Se escuchó un 'Barbiere' con un Conde y una Rosina de bonito timbre, aunque la coloratura deba aún ganar en fluidez

Se escuchó el jueves un Barbiere con un Conde y una Rosina (Edgardo Rocha y Silvia Vázquez) de bonito timbre, aunque la coloratura deba aún ganar en velocidad y fluidez. La opción de optar por una soprano en lugar de una mezzo es muy frecuente, aunque discutible. Fígaro (Mario Casi) y Bartolo (Marco Camastra) lucieron voces que corrían relativamente bien, pero que soportaban con dificultad las puntas del crescendo rossiniano.

Los cuatro, por otro lado, mostraron problemas en la franja aguda, sea por tiranteces en el paso, inseguridad en la afinación o desigualdad en los registros. El incombustible Paata Burchuladze (Don Basilio) continúa con una potencia tremenda, aunque la voz quizá suene demasiado densa para este papel.

El barbero de Sevilla

De Rossini. Dirección musical: Omer Meir Wellber. Dirección escénica: Damiano Michieletto. Solistas vocales: Edgardo Rocha, Silvia Vázquez, Mario Casi, Marco Camastra, Paata Burchuladze, Marina Rodríguez-Cusí, Mattia Olivieri y Fernando Piqueras. Orquesta y Coro de la Comunidad Valenciana. Palau de les Arts. Valencia, 28 de febrero de 2013.

En cuanto a la batuta de Wellber, invirtió su gusto por el metrónomo rápido, y brindó una obertura más ensoñadora que chispeante, así como varios números algo más lentos de lo que hoy es habitual: es posible que sintiera una comprensible misericordia hacia los cantantes.

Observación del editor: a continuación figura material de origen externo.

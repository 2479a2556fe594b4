//! Delivery of verification codes to contact addresses.
//!
//! The workflow hands each freshly issued code to a [`CodeNotifier`]. How
//! the code reaches the user (mail relay, SMS gateway, a log line in
//! development) is the notifier's concern.

use std::sync::Arc;

use async_trait::async_trait;
use chrono::{DateTime, Utc};
use easyprep_storage::{BoxError, ContactAddress, OtpCode};
use thiserror::Error;

/// Errors raised while dispatching a code.
#[derive(Debug, Clone, Error)]
#[non_exhaustive]
pub enum NotifyError {
    /// The transport refused or failed to accept the message.
    #[error("Delivery failed: {message}")]
    Delivery {
        /// Description of the failure.
        message: String,
        /// The underlying transport error.
        #[source]
        source: Option<BoxError>,
    },

    /// The transport did not answer in time.
    #[error("Delivery timed out")]
    Timeout,
}

impl NotifyError {
    /// Creates a [`Delivery`](Self::Delivery) error without a source.
    #[must_use]
    pub fn delivery(message: impl Into<String>) -> Self {
        Self::Delivery { message: message.into(), source: None }
    }

    /// Creates a [`Delivery`](Self::Delivery) error wrapping a transport error.
    #[must_use]
    pub fn delivery_with_source(
        message: impl Into<String>,
        source: impl std::error::Error + Send + Sync + 'static,
    ) -> Self {
        Self::Delivery { message: message.into(), source: Some(Arc::new(source)) }
    }
}

/// Dispatches verification codes.
#[async_trait]
pub trait CodeNotifier: Send + Sync {
    /// Sends `code` to `to`. `expires_at` is included so the message can
    /// tell the user how long the code is good for.
    ///
    /// # Errors
    ///
    /// Returns [`NotifyError`] if the code could not be handed to the
    /// transport.
    async fn send_code(
        &self,
        to: &ContactAddress,
        code: &OtpCode,
        expires_at: DateTime<Utc>,
    ) -> Result<(), NotifyError>;
}

#[async_trait]
impl<N: CodeNotifier> CodeNotifier for Arc<N> {
    async fn send_code(
        &self,
        to: &ContactAddress,
        code: &OtpCode,
        expires_at: DateTime<Utc>,
    ) -> Result<(), NotifyError> {
        (**self).send_code(to, code, expires_at).await
    }
}

/// Notifier that writes dispatches to the `tracing` stream.
///
/// The address and expiry are logged at `INFO`; the code itself only at
/// `DEBUG`, for local development without a mail relay.
#[derive(Debug, Clone, Copy, Default)]
pub struct TracingNotifier;

#[async_trait]
impl CodeNotifier for TracingNotifier {
    async fn send_code(
        &self,
        to: &ContactAddress,
        code: &OtpCode,
        expires_at: DateTime<Utc>,
    ) -> Result<(), NotifyError> {
        tracing::info!(to = %to, expires_at = %expires_at.to_rfc3339(), "verification code issued");
        tracing::debug!(to = %to, code = code.as_str(), "verification code");
        Ok(())
    }
}

/// Notifier that discards every code.
#[derive(Debug, Clone, Copy, Default)]
pub struct NoopNotifier;

#[async_trait]
impl CodeNotifier for NoopNotifier {
    async fn send_code(
        &self,
        _to: &ContactAddress,
        _code: &OtpCode,
        _expires_at: DateTime<Utc>,
    ) -> Result<(), NotifyError> {
        Ok(())
    }
}
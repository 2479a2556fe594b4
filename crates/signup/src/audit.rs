//! Audit trail for the signup workflow.
//!
//! Every state change of a pending signup (issued, reissued, verified,
//! rejected, discarded) is reported to an [`AuditLogger`] as a structured
//! [`AuditEvent`]. The actor is the contact address the signup belongs to;
//! the resource is the pending signup's temporary id.
//!
//! # Usage
//!
//! ```no_run
//! use easyprep_signup::audit::{AuditAction, AuditEvent, AuditLogger, AuditResult, TracingAuditLogger};
//!
//! # tokio::runtime::Builder::new_current_thread().enable_all().build().unwrap().block_on(async {
//! let logger = TracingAuditLogger;
//! let event = AuditEvent::builder()
//!     .actor("student@college.edu")
//!     .action(AuditAction::Verify)
//!     .resource("signup:Zk3q...")
//!     .result(AuditResult::Success)
//!     .build();
//! logger.log(&event).await;
//! # });
//! ```

use std::{collections::HashMap, fmt};

use async_trait::async_trait;
use chrono::{DateTime, Utc};

/// Workflow step being audited.
#[derive(Debug, Clone, Copy, PartialEq, Eq)]
pub enum AuditAction {
    /// A pending signup was created and its first code issued.
    Signup,
    /// A code was submitted for verification.
    Verify,
    /// A new code replaced the current one.
    Resend,
    /// Stale pending signups were swept.
    Sweep,
}

impl fmt::Display for AuditAction {
    fn fmt(&self, f: &mut fmt::Formatter<'_>) -> fmt::Result {
        match self {
            Self::Signup => write!(f, "signup"),
            Self::Verify => write!(f, "verify"),
            Self::Resend => write!(f, "resend"),
            Self::Sweep => write!(f, "sweep"),
        }
    }
}

/// Outcome of an audited step.
#[derive(Debug, Clone, PartialEq, Eq)]
pub enum AuditResult {
    /// The step completed.
    Success,
    /// The step was rejected or failed with the given reason.
    Failure(String),
}

impl fmt::Display for AuditResult {
    fn fmt(&self, f: &mut fmt::Formatter<'_>) -> fmt::Result {
        match self {
            Self::Success => write!(f, "success"),
            Self::Failure(reason) => write!(f, "failure: {reason}"),
        }
    }
}

/// Structured audit record.
#[derive(Debug, Clone, bon::Builder)]
pub struct AuditEvent {
    /// When the step happened (defaults to now).
    #[builder(default = Utc::now())]
    pub timestamp: DateTime<Utc>,
    /// Who the step was performed for.
    #[builder(into)]
    pub actor: String,
    /// The step.
    pub action: AuditAction,
    /// Affected resource, see [`signup_resource`].
    #[builder(into)]
    pub resource: String,
    /// Outcome.
    pub result: AuditResult,
    /// Additional context such as the created account id.
    #[builder(default)]
    pub metadata: HashMap<String, String>,
}

/// Audit sink.
#[async_trait]
pub trait AuditLogger: Send + Sync {
    /// Records an audit event.
    async fn log(&self, event: &AuditEvent);
}

#[async_trait]
impl<L: AuditLogger> AuditLogger for std::sync::Arc<L> {
    async fn log(&self, event: &AuditEvent) {
        (**self).log(event).await;
    }
}

/// Audit logger that emits structured `tracing` events at `INFO`.
///
/// Field mapping:
/// - `audit.timestamp`: RFC 3339 timestamp
/// - `audit.actor`: contact address
/// - `audit.action`: e.g. "verify"
/// - `audit.resource`: e.g. "signup:Zk3q..."
/// - `audit.result`: "success" or "failure: ..."
/// - `audit.metadata`: `k=v` pairs, comma separated
#[derive(Debug, Clone, Copy, Default)]
pub struct TracingAuditLogger;

#[async_trait]
impl AuditLogger for TracingAuditLogger {
    async fn log(&self, event: &AuditEvent) {
        let mut pairs: Vec<_> = event.metadata.iter().map(|(k, v)| format!("{k}={v}")).collect();
        pairs.sort();
        let metadata_str = pairs.join(", ");

        tracing::info!(
            audit.timestamp = %event.timestamp.to_rfc3339(),
            audit.actor = %event.actor,
            audit.action = %event.action,
            audit.resource = %event.resource,
            audit.result = %event.result,
            audit.metadata = %metadata_str,
            "audit_event"
        );
    }
}

/// Audit logger that drops every event.
#[derive(Debug, Clone, Copy, Default)]
pub struct NoopAuditLogger;

#[async_trait]
impl AuditLogger for NoopAuditLogger {
    async fn log(&self, _event: &AuditEvent) {}
}

/// Resource identifier for a pending signup.
pub fn signup_resource(temporary_id: impl fmt::Display) -> String {
    format!("signup:{temporary_id}")
}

En los recitativos los solistas se esforzaron para que la acción tuviera viveza y comicidad. A los concertantes de ambos actos les faltó limpidez, y no pudo disfrutarse ese finísimo y enloquecido encaje que propone a las voces la partitura de Rossini. Cumplieron muy bien todos los comprimarios. Por último, la orquesta y el coro no siempre anduvieron ajustados entre sí y con los solistas, aunque no desfallecieran en cuanto a tensión y nervio.

La producción, de escenografía abigarrada y colorista, sitúa la acción en un barrio popular, con detalles cuidadosos en la decoración, vehículos y vestuario que oscilaban entre los años 60 y los 80. Una finca de cuatro pisos queda al descubierto por los costados, y va girando a lo largo de toda la representación, con un ritmo que imita el brío de Rossini. Sucedió que, a veces, al reduplicarlo, resultaba mareante. Se facilitó demasiado, por otro lado, la dispersión en la atención del espectador, a causa de la cantidad de personajes que aparecen, entregados a sus quehaceres, en las diferentes viviendas y bajos.